** Exercise **
If a line of the data below contains the string "other", count it, then state the total alone.
* * * * * * * * *
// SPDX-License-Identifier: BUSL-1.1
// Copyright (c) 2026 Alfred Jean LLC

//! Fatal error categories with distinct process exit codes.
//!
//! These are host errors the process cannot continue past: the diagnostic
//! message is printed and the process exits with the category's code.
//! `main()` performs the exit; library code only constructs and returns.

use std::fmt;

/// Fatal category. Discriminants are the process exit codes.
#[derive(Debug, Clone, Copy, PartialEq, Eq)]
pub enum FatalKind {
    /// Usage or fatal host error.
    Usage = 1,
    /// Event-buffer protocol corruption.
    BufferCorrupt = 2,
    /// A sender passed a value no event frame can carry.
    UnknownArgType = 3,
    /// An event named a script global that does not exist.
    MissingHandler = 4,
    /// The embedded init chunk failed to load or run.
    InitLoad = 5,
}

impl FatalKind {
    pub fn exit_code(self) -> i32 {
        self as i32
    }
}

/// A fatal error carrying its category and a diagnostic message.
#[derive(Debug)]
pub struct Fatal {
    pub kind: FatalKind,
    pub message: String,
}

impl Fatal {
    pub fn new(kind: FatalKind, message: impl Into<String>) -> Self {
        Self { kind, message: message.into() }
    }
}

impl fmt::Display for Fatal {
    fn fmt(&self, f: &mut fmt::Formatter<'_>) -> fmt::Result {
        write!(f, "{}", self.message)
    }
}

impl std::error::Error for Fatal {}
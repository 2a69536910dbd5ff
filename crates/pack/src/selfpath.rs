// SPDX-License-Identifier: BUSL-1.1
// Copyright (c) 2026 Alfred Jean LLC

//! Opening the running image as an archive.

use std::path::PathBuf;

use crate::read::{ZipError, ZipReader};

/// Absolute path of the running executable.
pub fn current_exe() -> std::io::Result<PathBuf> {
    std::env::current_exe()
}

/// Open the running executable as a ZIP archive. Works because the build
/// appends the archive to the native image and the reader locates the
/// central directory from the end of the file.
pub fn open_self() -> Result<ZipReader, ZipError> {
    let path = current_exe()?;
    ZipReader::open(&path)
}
* * * * * * * * *
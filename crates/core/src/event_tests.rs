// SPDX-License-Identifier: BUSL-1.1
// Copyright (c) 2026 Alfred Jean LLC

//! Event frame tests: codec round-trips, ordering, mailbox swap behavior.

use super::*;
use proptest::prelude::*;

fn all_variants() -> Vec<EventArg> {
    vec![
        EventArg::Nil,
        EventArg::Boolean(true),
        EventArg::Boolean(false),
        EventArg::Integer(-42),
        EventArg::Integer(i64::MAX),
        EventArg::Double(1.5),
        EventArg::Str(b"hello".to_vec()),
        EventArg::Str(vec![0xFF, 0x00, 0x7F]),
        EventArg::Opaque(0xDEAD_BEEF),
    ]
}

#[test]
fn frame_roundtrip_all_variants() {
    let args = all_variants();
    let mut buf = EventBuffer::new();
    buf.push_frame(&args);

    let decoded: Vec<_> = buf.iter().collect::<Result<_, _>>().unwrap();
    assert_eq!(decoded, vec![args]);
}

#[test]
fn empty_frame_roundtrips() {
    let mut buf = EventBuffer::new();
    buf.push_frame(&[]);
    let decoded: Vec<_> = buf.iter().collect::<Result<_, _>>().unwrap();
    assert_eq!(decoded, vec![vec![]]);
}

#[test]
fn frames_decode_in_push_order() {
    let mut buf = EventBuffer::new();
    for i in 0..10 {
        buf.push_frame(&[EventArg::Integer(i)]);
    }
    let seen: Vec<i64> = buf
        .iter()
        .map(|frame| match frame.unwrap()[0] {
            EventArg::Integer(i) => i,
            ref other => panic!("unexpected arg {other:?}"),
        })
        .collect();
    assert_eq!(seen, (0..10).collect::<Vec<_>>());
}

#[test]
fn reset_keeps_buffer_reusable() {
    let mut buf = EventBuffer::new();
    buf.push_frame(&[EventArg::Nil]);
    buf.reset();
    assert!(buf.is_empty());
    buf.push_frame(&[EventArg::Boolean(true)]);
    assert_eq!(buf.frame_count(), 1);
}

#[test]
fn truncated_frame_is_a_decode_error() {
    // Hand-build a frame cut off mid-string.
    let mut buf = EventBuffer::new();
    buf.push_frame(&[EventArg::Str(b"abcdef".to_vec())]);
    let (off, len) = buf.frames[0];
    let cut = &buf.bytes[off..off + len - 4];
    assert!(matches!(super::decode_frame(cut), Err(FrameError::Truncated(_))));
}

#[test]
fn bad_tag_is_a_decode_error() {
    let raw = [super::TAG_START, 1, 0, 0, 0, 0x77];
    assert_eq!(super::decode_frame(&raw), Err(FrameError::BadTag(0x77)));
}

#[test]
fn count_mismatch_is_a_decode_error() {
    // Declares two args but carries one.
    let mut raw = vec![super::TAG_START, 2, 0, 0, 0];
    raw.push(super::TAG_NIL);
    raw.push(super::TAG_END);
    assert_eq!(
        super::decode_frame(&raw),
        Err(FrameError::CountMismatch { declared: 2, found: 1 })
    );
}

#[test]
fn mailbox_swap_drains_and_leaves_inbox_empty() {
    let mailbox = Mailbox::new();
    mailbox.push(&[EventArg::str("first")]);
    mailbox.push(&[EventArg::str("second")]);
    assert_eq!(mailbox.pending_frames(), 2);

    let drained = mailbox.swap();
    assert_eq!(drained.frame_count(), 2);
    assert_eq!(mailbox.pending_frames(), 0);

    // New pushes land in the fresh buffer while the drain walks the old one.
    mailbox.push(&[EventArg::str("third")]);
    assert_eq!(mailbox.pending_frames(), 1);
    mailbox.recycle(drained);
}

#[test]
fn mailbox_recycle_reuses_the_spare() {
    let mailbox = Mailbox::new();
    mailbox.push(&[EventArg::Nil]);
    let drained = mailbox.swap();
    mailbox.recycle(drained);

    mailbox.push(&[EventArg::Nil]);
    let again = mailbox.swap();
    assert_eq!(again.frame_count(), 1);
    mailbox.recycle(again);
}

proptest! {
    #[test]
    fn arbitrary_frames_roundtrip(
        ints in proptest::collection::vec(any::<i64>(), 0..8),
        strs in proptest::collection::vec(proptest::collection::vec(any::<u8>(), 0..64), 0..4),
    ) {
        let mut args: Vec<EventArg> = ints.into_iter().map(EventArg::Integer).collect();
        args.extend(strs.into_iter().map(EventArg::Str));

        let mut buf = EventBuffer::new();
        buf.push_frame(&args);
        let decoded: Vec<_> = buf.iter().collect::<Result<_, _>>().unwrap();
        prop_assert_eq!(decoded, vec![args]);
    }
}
* * * * * * * * *
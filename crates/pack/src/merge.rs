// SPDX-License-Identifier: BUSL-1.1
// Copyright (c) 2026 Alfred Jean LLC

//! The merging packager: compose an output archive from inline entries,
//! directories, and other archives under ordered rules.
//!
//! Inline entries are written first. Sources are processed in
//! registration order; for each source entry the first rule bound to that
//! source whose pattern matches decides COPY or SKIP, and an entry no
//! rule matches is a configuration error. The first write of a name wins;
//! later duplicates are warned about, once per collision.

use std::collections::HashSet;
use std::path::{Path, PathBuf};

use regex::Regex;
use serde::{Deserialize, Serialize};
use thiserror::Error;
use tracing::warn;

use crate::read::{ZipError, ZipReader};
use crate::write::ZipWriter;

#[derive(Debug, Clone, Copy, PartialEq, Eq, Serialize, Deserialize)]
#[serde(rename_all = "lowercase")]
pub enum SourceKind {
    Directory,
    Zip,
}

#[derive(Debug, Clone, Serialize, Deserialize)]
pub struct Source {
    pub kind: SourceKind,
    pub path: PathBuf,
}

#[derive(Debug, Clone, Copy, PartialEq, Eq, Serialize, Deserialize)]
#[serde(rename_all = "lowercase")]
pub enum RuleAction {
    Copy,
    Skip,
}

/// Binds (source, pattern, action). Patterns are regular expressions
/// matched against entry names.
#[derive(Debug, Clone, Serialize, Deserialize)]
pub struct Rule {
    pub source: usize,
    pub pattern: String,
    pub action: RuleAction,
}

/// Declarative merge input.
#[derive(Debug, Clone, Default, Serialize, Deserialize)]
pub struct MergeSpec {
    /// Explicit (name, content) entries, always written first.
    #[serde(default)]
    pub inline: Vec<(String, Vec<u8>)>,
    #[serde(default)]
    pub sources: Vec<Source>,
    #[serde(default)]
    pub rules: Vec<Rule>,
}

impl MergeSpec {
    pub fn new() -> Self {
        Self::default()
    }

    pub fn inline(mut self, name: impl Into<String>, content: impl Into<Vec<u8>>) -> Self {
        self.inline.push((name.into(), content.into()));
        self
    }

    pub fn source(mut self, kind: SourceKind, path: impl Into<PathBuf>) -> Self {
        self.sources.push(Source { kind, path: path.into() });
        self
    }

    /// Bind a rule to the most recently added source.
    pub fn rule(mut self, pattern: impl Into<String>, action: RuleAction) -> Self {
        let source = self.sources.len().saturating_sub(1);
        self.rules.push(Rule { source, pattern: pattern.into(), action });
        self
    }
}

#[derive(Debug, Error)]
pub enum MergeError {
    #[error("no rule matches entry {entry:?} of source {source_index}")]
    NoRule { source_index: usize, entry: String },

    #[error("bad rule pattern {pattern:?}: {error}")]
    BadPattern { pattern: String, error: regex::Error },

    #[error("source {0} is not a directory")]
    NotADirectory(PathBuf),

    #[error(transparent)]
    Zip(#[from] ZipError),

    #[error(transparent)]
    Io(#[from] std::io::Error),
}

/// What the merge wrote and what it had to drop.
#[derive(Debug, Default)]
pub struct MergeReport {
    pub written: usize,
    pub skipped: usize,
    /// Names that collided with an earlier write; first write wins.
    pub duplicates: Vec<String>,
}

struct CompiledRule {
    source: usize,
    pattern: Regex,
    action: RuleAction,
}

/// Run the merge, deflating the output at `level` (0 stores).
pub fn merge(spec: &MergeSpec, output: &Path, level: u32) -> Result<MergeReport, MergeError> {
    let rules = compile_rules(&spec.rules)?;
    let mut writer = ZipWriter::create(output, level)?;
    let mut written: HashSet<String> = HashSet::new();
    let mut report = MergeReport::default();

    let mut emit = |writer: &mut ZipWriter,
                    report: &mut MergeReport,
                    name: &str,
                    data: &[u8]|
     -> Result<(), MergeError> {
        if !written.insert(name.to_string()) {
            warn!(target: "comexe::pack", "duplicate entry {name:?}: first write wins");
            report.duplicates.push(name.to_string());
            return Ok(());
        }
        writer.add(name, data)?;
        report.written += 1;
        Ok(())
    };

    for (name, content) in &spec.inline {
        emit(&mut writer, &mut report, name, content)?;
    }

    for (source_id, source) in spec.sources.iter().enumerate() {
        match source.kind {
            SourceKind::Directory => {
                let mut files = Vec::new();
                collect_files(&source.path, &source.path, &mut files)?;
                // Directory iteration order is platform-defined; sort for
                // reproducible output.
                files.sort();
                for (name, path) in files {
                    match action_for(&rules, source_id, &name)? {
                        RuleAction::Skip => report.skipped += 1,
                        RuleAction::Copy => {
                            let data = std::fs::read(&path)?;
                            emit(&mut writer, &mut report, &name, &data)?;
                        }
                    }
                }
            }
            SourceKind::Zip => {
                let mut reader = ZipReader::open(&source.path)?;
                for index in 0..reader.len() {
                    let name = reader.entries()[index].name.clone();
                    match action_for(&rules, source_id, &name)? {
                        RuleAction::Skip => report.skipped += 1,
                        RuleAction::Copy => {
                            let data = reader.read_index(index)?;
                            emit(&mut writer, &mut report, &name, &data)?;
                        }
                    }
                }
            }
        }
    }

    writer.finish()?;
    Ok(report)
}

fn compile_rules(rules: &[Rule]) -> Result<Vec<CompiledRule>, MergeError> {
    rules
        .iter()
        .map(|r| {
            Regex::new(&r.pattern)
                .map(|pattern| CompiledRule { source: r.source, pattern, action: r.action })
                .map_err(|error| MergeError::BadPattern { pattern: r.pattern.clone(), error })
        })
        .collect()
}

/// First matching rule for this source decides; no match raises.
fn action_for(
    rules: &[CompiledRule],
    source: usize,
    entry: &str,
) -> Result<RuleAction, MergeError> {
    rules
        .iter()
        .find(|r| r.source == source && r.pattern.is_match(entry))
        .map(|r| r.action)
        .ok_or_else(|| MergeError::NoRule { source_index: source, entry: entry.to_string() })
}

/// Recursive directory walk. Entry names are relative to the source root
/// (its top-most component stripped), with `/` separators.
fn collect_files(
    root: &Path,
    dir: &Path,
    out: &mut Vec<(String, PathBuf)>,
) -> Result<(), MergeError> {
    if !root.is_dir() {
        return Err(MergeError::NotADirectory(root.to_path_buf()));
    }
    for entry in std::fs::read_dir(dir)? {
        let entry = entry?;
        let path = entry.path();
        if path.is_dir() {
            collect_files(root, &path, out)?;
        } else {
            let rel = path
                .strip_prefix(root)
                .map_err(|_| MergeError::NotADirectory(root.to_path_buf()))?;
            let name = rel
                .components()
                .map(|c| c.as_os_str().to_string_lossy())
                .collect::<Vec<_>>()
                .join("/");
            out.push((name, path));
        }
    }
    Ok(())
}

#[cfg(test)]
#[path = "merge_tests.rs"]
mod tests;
* * * * * * * * *
** Solution to this task **
2